-- ACTIVITY --
Please transcribe the data that follows exactly, from its first line through the line that contains "the target node.".

-- Extracted data entries --
»»

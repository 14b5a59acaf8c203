//! Error types for the workflow crate.
//!
//! Errors are designed for layered context using rootcause:
//! - `GraphError`: Low-level graph operations (nodes, ports, edges)
//! - `ConnectionRejection`: Why a user-proposed connection was refused

use flowscope_core::{EdgeId, NodeId};
use std::fmt;

/// Errors from graph operations.
///
/// These errors contain only information available at the graph layer.
#[derive(Debug, Clone, PartialEq, Eq)]
pub enum GraphError {
    /// Node with the given ID was not found in the graph.
    NodeNotFound { node_id: NodeId },
    /// A node with the given ID already exists.
    DuplicateNode { node_id: NodeId },
    /// An edge with the given ID already exists.
    DuplicateEdge { edge_id: EdgeId },
    /// Source handle does not name an output port on the source node.
    SourcePortNotFound { node_id: NodeId, port_id: String },
    /// Target handle does not name an input port on the target node.
    TargetPortNotFound { node_id: NodeId, port_id: String },
    /// A required input port has no incoming edge.
    RequiredInputMissing { node_id: NodeId, port_id: String },
    /// Graph contains a cycle through the given node.
    CycleDetected { node_id: NodeId },
}

impl fmt::Display for GraphError {
    fn fmt(&self, f: &mut fmt::Formatter<'_>) -> fmt::Result {
        match self {
            Self::NodeNotFound { node_id } => write!(f, "node not found: {node_id}"),
            Self::DuplicateNode { node_id } => write!(f, "duplicate node id: {node_id}"),
            Self::DuplicateEdge { edge_id } => write!(f, "duplicate edge id: {edge_id}"),
            Self::SourcePortNotFound { node_id, port_id } => {
                write!(f, "output port '{port_id}' not found on node {node_id}")
            }
            Self::TargetPortNotFound { node_id, port_id } => {
                write!(f, "input port '{port_id}' not found on node {node_id}")
            }
            Self::RequiredInputMissing { node_id, port_id } => {
                write!(
                    f,
                    "required input port '{port_id}' on node {node_id} has no incoming edge"
                )
            }
            Self::CycleDetected { node_id } => {
                write!(f, "cycle detected through node {node_id}")
            }
        }
    }
}

impl std::error::Error for GraphError {}

/// Reasons a proposed connection is refused.
///
/// The `Display` text is the user-facing reason shown by the editor.
#[derive(Debug, Clone, PartialEq, Eq)]
pub enum ConnectionRejection {
    /// Source or target node does not exist.
    UnknownEndpoint { node_id: NodeId },
    /// The target is a trigger; triggers accept no inbound edges.
    TriggerTarget { node_id: NodeId },
    /// The pinned ports carry incompatible data types, or a pinned port
    /// does not resolve.
    IncompatibleDataTypes { source_port: String, target_port: String },
    /// The target port restricts which node kinds may feed it.
    SourceKindNotPermitted { source_kind: String, target_port: String },
}

impl fmt::Display for ConnectionRejection {
    fn fmt(&self, f: &mut fmt::Formatter<'_>) -> fmt::Result {
        let reason = match self {
            Self::UnknownEndpoint { .. } => "unknown endpoint",
            Self::TriggerTarget { .. } => "triggers cannot receive connections",
            Self::IncompatibleDataTypes { .. } => "incompatible data types",
            Self::SourceKindNotPermitted { .. } => "source kind not permitted",
        };
        f.write_str(reason)
    }
}

impl std::error::Error for ConnectionRejection {}

#[cfg(test)]
mod tests {
    use super::*;

    #[test]
    fn graph_error_display() {
        let err = GraphError::NodeNotFound {
            node_id: NodeId::from("n1"),
        };
        assert_eq!(err.to_string(), "node not found: n1");
    }

    #[test]
    fn cycle_error_mentions_cycle() {
        let err = GraphError::CycleDetected {
            node_id: NodeId::from("loop"),
        };
        assert!(err.to_string().contains("cycle detected"));
        assert!(err.to_string().contains("loop"));
    }

    #[test]
    fn rejection_reasons_are_stable() {
        let node_id = NodeId::from("t");
        assert_eq!(
            ConnectionRejection::UnknownEndpoint {
                node_id: node_id.clone()
            }
            .to_string(),
            "unknown endpoint"
        );
        assert_eq!(
            ConnectionRejection::TriggerTarget { node_id }.to_string(),
            "triggers cannot receive connections"
        );
        assert_eq!(
            ConnectionRejection::IncompatibleDataTypes {
                source_port: "out".to_string(),
                target_port: "in".to_string(),
            }
            .to_string(),
            "incompatible data types"
        );
        assert_eq!(
            ConnectionRejection::SourceKindNotPermitted {
                source_kind: "agent".to_string(),
                target_port: "in".to_string(),
            }
            .to_string(),
            "source kind not permitted"
        );
    }
}
//! Memory-intensive workflow detection.

use super::Scanner;
use crate::config::HeuristicsConfig;
use crate::error::AnalysisError;
use crate::issue::{Issue, IssueCategory, Severity};
use flowscope_workflow::{Node, WorkflowGraph};

/// Flags workflows with many collection-processing steps.
#[derive(Debug, Clone, Copy, Default)]
pub struct MemoryScanner;

impl Scanner for MemoryScanner {
    fn name(&self) -> &'static str {
        "memory-intensive"
    }

    fn scan(
        &self,
        graph: &WorkflowGraph,
        config: &HeuristicsConfig,
    ) -> Result<Vec<Issue>, AnalysisError> {
        let thresholds = &config.memory;
        let heavy: Vec<&Node> = graph
            .nodes()
            .filter(|node| thresholds.intensive_kinds.contains(&node.kind()))
            .collect();

        if heavy.len() <= thresholds.threshold {
            return Ok(Vec::new());
        }

        Ok(vec![
            Issue::new(
                IssueCategory::MemoryIntensive,
                Severity::Medium,
                "workflow",
                format!("{} steps hold whole collections in memory", heavy.len()),
                "Stream or paginate data between these steps",
            )
            .with_nodes(heavy.iter().map(|node| node.id.clone())),
        ])
    }
}

#[cfg(test)]
mod tests {
    use super::*;
    use crate::detect::fixtures::{action, graph_with};
    use flowscope_workflow::node::{AggregateNodeConfig, FilterNodeConfig};
    use flowscope_workflow::NodeConfig;

    fn filter(id: &str) -> Node {
        Node::with_id(
            id,
            id,
            NodeConfig::Filter(FilterNodeConfig {
                predicate: "amount > 0".to_string(),
            }),
        )
    }

    fn aggregate(id: &str) -> Node {
        Node::with_id(
            id,
            id,
            NodeConfig::Aggregate(AggregateNodeConfig {
                operation: "sum".to_string(),
                group_by: vec![],
            }),
        )
    }

    fn transform(id: &str) -> Node {
        Node::with_id(id, id, NodeConfig::transform("x * 2"))
    }

    #[test]
    fn four_heavy_nodes_is_fine() {
        let graph = graph_with(
            vec![filter("f1"), filter("f2"), aggregate("g"), transform("t"), action("a")],
            &[],
        );
        let issues = MemoryScanner
            .scan(&graph, &HeuristicsConfig::default())
            .unwrap();
        assert!(issues.is_empty());
    }

    #[test]
    fn five_heavy_nodes_is_one_issue() {
        let graph = graph_with(
            vec![
                filter("f1"),
                filter("f2"),
                aggregate("g"),
                transform("t1"),
                transform("t2"),
                action("a"),
            ],
            &[],
        );
        let issues = MemoryScanner
            .scan(&graph, &HeuristicsConfig::default())
            .unwrap();
        assert_eq!(issues.len(), 1);
        assert_eq!(issues[0].severity, Severity::Medium);
        assert_eq!(issues[0].affected_node_ids.len(), 5);
        assert!(!issues[0].affects(&flowscope_core::NodeId::from("a")));
    }
}
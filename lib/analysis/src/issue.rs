//! Issues reported by the detectors.

use flowscope_core::{EdgeId, IssueId, NodeId};
use serde::{Deserialize, Serialize};
use std::collections::BTreeSet;
use std::fmt;

/// What kind of problem an issue describes.
#[derive(Debug, Clone, Copy, PartialEq, Eq, PartialOrd, Ord, Hash, Serialize, Deserialize)]
#[serde(rename_all = "kebab-case")]
pub enum IssueCategory {
    /// Too many edges converge on one node.
    FanIn,
    /// A node is both a convergence and a divergence point.
    Hub,
    /// A node with no edges at all.
    Orphan,
    /// Two nodes of the same kind that look like the same step.
    SimilarNodes,
    /// A call to an external service.
    ExternalCall,
    /// Enough external calls to risk hitting rate limits.
    RateLimit,
    /// An overly long sequential chain.
    LongChain,
    /// Many collection-processing steps.
    MemoryIntensive,
}

impl IssueCategory {
    /// Returns the kebab-case name of this category.
    #[must_use]
    pub const fn as_str(self) -> &'static str {
        match self {
            Self::FanIn => "fan-in",
            Self::Hub => "hub",
            Self::Orphan => "orphan",
            Self::SimilarNodes => "similar-nodes",
            Self::ExternalCall => "external-call",
            Self::RateLimit => "rate-limit",
            Self::LongChain => "long-chain",
            Self::MemoryIntensive => "memory-intensive",
        }
    }
}

impl fmt::Display for IssueCategory {
    fn fmt(&self, f: &mut fmt::Formatter<'_>) -> fmt::Result {
        f.write_str(self.as_str())
    }
}

/// How serious an issue is.
#[derive(Debug, Clone, Copy, PartialEq, Eq, PartialOrd, Ord, Hash, Serialize, Deserialize)]
#[serde(rename_all = "lowercase")]
pub enum Severity {
    Low,
    Medium,
    High,
    Critical,
}

impl fmt::Display for Severity {
    fn fmt(&self, f: &mut fmt::Formatter<'_>) -> fmt::Result {
        let name = match self {
            Self::Low => "low",
            Self::Medium => "medium",
            Self::High => "high",
            Self::Critical => "critical",
        };
        f.write_str(name)
    }
}

/// A structural or performance concern found in a graph.
#[derive(Debug, Clone, PartialEq, Eq, Serialize, Deserialize)]
pub struct Issue {
    /// Deterministic ID of the form `<category>:<subject>`.
    pub id: IssueId,
    pub category: IssueCategory,
    pub severity: Severity,
    pub affected_node_ids: BTreeSet<NodeId>,
    pub affected_edge_ids: BTreeSet<EdgeId>,
    /// What was found, for humans.
    pub message: String,
    /// What to do about it, for humans.
    pub suggestion: String,
}

impl Issue {
    /// Creates an issue with no affected nodes or edges.
    #[must_use]
    pub fn new(
        category: IssueCategory,
        severity: Severity,
        subject: impl fmt::Display,
        message: impl Into<String>,
        suggestion: impl Into<String>,
    ) -> Self {
        Self {
            id: IssueId::from(format!("{category}:{subject}")),
            category,
            severity,
            affected_node_ids: BTreeSet::new(),
            affected_edge_ids: BTreeSet::new(),
            message: message.into(),
            suggestion: suggestion.into(),
        }
    }

    /// Adds affected nodes.
    #[must_use]
    pub fn with_nodes(mut self, nodes: impl IntoIterator<Item = NodeId>) -> Self {
        self.affected_node_ids.extend(nodes);
        self
    }

    /// Adds affected edges.
    #[must_use]
    pub fn with_edges(mut self, edges: impl IntoIterator<Item = EdgeId>) -> Self {
        self.affected_edge_ids.extend(edges);
        self
    }

    /// Returns true if this issue touches the given node.
    #[must_use]
    pub fn affects(&self, node_id: &NodeId) -> bool {
        self.affected_node_ids.contains(node_id)
    }
}
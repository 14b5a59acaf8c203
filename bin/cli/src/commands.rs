//! Command implementations.
//!
//! Each command reads a graph snapshot, calls into the library crates and
//! returns the text to print. Printing and exit codes are left to `main`.

use crate::error::CliError;
use flowscope_analysis::{AnalysisOutcome, HeuristicsConfig, analyze_and_optimize};
use flowscope_core::{NodeId, Result};
use flowscope_workflow::{Edge, WorkflowGraph, validate_connection};
use serde::Serialize;
use std::fs;
use std::path::Path;
use tracing::{debug, info};

/// Reads and parses a graph snapshot file.
///
/// # Errors
///
/// Returns an error if the file cannot be read or is not a snapshot.
pub fn load_graph(path: &Path) -> Result<WorkflowGraph, CliError> {
    let contents = fs::read_to_string(path).map_err(|e| CliError::ReadFailed {
        path: path.to_path_buf(),
        details: e.to_string(),
    })?;
    let graph: WorkflowGraph =
        serde_json::from_str(&contents).map_err(|e| CliError::InvalidGraph {
            path: path.to_path_buf(),
            details: e.to_string(),
        })?;
    debug!(
        path = %path.display(),
        nodes = graph.node_count(),
        edges = graph.edge_count(),
        "loaded graph"
    );
    Ok(graph)
}

/// Analyzes a graph and renders the report.
///
/// Writes the optimized graph to `graph_out` when given.
///
/// # Errors
///
/// Returns an error if analysis fails or output cannot be written.
pub fn analyze(
    graph: &WorkflowGraph,
    config: &HeuristicsConfig,
    graph_out: Option<&Path>,
    summary: bool,
) -> Result<String, CliError> {
    let AnalysisOutcome { report, graph } =
        analyze_and_optimize(graph, config).map_err(|report| CliError::AnalysisFailed {
            details: report.to_string(),
        })?;

    if let Some(path) = graph_out {
        let encoded = encode(&graph)?;
        fs::write(path, encoded).map_err(|e| CliError::WriteFailed {
            path: path.to_path_buf(),
            details: e.to_string(),
        })?;
        info!(path = %path.display(), "wrote optimized graph");
    }

    if summary {
        Ok(report.summary())
    } else {
        encode(&report)
    }
}

/// Verdict printed by `check-connection`.
#[derive(Debug, Serialize)]
pub struct ConnectionVerdict {
    pub ok: bool,
    #[serde(skip_serializing_if = "Option::is_none")]
    pub reason: Option<String>,
}

/// Checks whether a proposed edge would be accepted.
///
/// A rejection is a normal outcome, reported in the verdict.
///
/// # Errors
///
/// Returns an error only if the verdict cannot be encoded.
pub fn check_connection(
    graph: &WorkflowGraph,
    source: NodeId,
    target: NodeId,
    source_handle: Option<String>,
    target_handle: Option<String>,
) -> Result<String, CliError> {
    let mut edge = Edge::new(source, target);
    edge.source_handle = source_handle;
    edge.target_handle = target_handle;

    let verdict = match validate_connection(graph, &edge) {
        Ok(()) => ConnectionVerdict {
            ok: true,
            reason: None,
        },
        Err(rejection) => ConnectionVerdict {
            ok: false,
            reason: Some(rejection.to_string()),
        },
    };
    encode(&verdict)
}

/// Runs the structural check on a graph.
///
/// # Errors
///
/// Returns [`CliError::ValidationFailed`] describing the first problem found.
pub fn validate(graph: &WorkflowGraph) -> Result<String, CliError> {
    graph.validate().map_err(|e| CliError::ValidationFailed {
        details: e.to_string(),
    })?;
    Ok(format!(
        "ok: {} nodes, {} edges",
        graph.node_count(),
        graph.edge_count()
    ))
}

fn encode<T: Serialize>(value: &T) -> Result<String, CliError> {
    Ok(
        serde_json::to_string_pretty(value).map_err(|e| CliError::EncodeFailed {
            details: e.to_string(),
        })?,
    )
}
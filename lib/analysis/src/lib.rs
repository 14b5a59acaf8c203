//! Structural analysis and simulated optimization of workflow graphs.
//!
//! The pipeline has three pure stages over an immutable graph:
//!
//! - **Detection** ([`detect`]): independent scanners that report [`Issue`]s
//! - **Estimation** ([`metrics`]): a synthetic cost model producing
//!   [`PerformanceMetrics`]
//! - **Optimization** ([`optimize`]): marks affected nodes and projects
//!   improved metrics with fixed ratios
//!
//! [`analyze_and_optimize`] runs all three. Every threshold and cost lives in
//! [`HeuristicsConfig`].

pub mod config;
pub mod detect;
pub mod error;
pub mod issue;
pub mod metrics;
pub mod optimize;
pub mod report;

pub use config::HeuristicsConfig;
pub use detect::{IssueDetector, Scanner};
pub use error::AnalysisError;
pub use issue::{Issue, IssueCategory, Severity};
pub use metrics::{Improvement, MetricEstimator, PerformanceMetrics, estimate};
pub use optimize::{OptimizationApplier, OptimizationOutcome};
pub use report::{AnalysisOutcome, AnalysisReport, analyze_and_optimize};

««

-- EXERCISE OUTPUT --
repository 14b5a59acaf8c203
//! Error types for the workflow crate.
//!
//! Errors are designed for layered context using rootcause:
//! - `GraphError`: Low-level graph operations (nodes, ports, edges)
//! - `ConnectionRejection`: Why a user-proposed connection was refused

use flowscope_core::{EdgeId, NodeId};
use std::fmt;

/// Errors from graph operations.
///
/// These errors contain only information available at the graph layer.
#[derive(Debug, Clone, PartialEq, Eq)]
pub enum GraphError {
    /// Node with the given ID was not found in the graph.
    NodeNotFound { node_id: NodeId },
    /// A node with the given ID already exists.
    DuplicateNode { node_id: NodeId },
    /// An edge with the given ID already exists.
    DuplicateEdge { edge_id: EdgeId },
    /// Source handle does not name an output port on the source node.
    SourcePortNotFound { node_id: NodeId, port_id: String },
    /// Target handle does not name an input port on the target node.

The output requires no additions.